What you will do: The records follow. Filter them to the lines that hold "SmallRng".

Stored data:

□ □ □ □

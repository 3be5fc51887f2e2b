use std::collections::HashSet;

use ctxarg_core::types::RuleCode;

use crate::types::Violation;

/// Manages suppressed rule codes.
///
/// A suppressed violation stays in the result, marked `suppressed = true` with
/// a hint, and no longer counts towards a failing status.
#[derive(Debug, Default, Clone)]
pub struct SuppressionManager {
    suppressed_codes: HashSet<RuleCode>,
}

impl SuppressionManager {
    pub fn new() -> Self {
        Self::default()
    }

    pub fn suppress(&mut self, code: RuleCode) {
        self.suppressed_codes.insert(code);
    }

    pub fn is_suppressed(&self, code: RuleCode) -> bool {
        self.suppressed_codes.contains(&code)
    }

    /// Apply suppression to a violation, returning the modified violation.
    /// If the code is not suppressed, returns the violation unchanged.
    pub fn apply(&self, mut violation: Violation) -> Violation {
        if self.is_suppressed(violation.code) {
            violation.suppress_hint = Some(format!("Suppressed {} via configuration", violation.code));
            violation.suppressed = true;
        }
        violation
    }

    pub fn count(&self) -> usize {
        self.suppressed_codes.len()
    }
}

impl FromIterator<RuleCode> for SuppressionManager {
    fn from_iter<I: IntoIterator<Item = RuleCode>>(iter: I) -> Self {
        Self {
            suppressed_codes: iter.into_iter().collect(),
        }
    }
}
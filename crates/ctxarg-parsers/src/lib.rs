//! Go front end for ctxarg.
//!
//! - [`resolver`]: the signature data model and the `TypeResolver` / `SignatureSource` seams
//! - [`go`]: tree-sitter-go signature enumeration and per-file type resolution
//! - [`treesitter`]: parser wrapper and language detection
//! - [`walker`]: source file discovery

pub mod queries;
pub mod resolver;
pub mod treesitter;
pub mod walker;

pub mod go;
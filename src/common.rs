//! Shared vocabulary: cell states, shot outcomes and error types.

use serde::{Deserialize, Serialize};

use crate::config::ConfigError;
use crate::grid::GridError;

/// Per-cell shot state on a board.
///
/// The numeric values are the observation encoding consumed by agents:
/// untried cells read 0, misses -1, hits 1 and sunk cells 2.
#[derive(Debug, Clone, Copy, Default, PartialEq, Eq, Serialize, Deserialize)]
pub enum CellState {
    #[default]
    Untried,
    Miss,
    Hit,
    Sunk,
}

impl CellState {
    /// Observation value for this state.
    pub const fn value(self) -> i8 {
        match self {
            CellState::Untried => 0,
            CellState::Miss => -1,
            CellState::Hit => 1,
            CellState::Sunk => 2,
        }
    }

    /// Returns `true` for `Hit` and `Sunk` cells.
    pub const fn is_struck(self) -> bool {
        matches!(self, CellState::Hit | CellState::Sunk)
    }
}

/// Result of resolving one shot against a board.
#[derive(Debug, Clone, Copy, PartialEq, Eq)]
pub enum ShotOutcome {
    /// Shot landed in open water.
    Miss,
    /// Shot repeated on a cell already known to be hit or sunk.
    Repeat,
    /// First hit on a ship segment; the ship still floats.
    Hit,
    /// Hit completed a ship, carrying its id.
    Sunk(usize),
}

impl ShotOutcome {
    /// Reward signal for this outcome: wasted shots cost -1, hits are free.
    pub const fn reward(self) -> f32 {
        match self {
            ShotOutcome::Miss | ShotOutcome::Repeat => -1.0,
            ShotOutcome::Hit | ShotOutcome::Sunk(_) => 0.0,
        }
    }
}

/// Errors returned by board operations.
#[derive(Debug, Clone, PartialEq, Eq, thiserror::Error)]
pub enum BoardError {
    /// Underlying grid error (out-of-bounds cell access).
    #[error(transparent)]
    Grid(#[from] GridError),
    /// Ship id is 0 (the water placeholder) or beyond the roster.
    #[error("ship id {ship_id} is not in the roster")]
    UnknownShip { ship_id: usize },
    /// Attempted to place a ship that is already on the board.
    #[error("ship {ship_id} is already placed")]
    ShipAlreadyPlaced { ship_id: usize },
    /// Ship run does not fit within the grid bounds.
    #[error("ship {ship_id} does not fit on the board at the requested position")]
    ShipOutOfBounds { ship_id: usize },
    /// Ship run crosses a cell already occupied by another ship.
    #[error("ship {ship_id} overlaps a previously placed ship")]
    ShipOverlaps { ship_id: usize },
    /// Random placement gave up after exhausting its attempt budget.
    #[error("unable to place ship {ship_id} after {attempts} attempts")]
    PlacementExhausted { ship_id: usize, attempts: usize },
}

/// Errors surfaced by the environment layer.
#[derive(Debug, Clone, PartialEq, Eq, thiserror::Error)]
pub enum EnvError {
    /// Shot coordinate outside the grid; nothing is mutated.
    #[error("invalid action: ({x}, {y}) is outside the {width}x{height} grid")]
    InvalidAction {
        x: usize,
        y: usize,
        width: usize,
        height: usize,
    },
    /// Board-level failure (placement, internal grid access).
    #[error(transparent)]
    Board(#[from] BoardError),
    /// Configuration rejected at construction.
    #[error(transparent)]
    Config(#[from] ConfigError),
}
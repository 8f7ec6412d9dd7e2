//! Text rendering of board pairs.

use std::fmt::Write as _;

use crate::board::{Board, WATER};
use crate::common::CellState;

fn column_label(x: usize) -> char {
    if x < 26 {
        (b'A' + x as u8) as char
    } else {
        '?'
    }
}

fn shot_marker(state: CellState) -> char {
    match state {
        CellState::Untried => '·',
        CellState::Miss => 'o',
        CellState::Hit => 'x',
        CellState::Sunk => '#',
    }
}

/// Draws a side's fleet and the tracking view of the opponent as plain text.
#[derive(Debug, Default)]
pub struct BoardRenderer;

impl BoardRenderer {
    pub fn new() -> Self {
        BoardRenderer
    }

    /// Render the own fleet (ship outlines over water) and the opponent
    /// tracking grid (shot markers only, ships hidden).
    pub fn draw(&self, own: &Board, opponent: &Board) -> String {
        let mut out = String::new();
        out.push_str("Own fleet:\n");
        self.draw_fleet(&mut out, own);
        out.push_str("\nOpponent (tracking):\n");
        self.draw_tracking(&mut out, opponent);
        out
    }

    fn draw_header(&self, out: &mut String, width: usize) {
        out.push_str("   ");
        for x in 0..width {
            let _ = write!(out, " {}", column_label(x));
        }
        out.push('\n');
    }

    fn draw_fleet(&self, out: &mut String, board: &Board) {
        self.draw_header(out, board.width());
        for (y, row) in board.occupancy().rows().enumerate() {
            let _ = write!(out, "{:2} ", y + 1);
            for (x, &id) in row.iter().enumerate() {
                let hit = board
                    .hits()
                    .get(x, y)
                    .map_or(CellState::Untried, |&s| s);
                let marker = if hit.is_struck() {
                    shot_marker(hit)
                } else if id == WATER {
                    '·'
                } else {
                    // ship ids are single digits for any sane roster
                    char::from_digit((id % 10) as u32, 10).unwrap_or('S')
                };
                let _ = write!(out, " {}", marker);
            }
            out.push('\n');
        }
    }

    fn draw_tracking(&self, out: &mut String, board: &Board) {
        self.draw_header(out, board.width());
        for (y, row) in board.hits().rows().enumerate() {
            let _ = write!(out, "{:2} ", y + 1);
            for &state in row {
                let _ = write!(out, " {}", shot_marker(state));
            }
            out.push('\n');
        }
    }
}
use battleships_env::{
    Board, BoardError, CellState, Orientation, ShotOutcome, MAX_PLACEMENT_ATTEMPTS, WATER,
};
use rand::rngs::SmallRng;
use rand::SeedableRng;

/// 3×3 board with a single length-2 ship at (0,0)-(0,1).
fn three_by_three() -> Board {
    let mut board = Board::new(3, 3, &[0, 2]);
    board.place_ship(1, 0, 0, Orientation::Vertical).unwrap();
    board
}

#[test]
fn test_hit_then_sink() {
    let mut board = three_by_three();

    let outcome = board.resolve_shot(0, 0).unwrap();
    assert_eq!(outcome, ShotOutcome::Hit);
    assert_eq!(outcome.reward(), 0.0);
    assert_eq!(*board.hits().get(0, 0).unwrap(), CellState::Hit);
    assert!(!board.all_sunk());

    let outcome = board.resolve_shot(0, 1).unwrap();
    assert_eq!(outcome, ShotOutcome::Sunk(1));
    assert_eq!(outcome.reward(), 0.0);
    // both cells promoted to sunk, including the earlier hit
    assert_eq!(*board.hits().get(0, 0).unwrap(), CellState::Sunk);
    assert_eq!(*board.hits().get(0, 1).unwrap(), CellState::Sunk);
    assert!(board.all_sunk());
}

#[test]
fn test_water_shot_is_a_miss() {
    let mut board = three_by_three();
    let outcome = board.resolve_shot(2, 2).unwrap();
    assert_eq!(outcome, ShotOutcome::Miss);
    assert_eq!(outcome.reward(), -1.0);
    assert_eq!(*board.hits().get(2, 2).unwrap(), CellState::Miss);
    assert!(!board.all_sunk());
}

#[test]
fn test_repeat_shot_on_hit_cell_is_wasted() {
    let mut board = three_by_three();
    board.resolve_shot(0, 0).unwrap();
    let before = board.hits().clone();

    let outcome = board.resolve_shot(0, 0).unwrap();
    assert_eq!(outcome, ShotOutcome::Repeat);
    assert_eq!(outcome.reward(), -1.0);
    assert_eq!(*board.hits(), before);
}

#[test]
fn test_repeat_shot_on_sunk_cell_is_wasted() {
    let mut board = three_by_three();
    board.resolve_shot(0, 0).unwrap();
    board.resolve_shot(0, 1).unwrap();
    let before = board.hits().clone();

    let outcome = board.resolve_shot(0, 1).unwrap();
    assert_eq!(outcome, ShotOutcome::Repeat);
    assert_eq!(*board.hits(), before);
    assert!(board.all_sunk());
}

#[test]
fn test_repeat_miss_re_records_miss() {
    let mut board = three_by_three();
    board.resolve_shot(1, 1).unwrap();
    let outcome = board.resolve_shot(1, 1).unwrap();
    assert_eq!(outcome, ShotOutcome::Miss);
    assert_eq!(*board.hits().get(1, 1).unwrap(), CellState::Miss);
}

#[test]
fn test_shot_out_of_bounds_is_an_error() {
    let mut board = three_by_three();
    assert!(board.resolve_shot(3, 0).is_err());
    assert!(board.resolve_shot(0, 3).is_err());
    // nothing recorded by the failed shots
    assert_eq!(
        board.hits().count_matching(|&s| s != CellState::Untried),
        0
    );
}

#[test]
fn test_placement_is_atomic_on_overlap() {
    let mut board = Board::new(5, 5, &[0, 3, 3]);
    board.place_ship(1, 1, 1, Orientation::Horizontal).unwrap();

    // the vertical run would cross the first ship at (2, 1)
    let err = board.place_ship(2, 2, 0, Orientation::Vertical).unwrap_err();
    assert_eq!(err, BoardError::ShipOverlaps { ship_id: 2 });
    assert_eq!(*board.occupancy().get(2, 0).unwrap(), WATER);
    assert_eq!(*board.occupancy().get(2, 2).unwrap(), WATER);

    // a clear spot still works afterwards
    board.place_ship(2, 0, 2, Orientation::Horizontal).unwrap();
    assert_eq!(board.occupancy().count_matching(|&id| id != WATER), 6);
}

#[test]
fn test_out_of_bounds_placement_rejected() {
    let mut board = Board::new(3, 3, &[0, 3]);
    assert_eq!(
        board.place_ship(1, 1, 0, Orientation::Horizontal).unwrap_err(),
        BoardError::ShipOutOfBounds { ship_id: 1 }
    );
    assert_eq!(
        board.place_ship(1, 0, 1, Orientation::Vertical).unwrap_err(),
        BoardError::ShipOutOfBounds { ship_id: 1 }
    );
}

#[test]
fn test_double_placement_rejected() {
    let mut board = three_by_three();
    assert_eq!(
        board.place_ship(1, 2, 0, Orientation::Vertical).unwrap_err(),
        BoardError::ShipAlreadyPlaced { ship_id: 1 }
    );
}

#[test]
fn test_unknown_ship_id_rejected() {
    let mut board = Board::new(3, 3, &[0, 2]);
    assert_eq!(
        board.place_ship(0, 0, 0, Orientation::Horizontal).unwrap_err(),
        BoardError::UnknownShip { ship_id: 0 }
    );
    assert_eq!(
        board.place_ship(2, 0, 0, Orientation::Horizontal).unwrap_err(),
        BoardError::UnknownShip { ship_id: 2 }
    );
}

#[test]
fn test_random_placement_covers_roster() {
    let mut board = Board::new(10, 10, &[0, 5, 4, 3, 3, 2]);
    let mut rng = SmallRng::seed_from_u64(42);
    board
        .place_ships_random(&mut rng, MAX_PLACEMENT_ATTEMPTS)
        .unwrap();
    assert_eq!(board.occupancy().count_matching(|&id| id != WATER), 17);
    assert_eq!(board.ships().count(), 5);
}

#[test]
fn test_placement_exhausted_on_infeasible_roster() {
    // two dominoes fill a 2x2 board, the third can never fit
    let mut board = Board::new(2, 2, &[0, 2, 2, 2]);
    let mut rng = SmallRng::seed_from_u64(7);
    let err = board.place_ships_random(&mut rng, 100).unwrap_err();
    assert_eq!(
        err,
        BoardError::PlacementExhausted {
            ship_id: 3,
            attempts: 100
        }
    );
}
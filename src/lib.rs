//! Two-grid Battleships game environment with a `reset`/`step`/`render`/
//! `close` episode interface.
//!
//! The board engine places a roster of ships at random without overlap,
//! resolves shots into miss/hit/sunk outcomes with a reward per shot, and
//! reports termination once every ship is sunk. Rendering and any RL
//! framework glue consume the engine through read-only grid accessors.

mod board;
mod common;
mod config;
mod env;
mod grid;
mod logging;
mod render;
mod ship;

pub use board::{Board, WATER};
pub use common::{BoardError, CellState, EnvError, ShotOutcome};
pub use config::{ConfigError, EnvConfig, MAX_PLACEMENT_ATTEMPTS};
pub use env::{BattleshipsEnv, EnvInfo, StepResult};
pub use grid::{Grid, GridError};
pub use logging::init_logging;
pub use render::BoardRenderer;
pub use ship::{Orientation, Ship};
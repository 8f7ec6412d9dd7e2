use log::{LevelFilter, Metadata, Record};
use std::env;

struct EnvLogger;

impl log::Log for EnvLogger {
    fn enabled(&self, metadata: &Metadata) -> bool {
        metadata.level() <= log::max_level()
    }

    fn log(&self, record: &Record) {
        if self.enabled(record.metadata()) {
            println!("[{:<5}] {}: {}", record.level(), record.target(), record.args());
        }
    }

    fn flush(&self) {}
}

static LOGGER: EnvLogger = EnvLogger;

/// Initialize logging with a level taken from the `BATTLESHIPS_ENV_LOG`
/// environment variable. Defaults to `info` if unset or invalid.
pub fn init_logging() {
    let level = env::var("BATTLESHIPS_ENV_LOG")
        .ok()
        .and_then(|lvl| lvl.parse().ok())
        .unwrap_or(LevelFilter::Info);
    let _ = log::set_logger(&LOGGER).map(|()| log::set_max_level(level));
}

□ □ □ □

Response to the exercise:
use rand::rngs::SmallRng;
    let mut rng = SmallRng::seed_from_u64(42);
    let mut rng = SmallRng::seed_from_u64(7);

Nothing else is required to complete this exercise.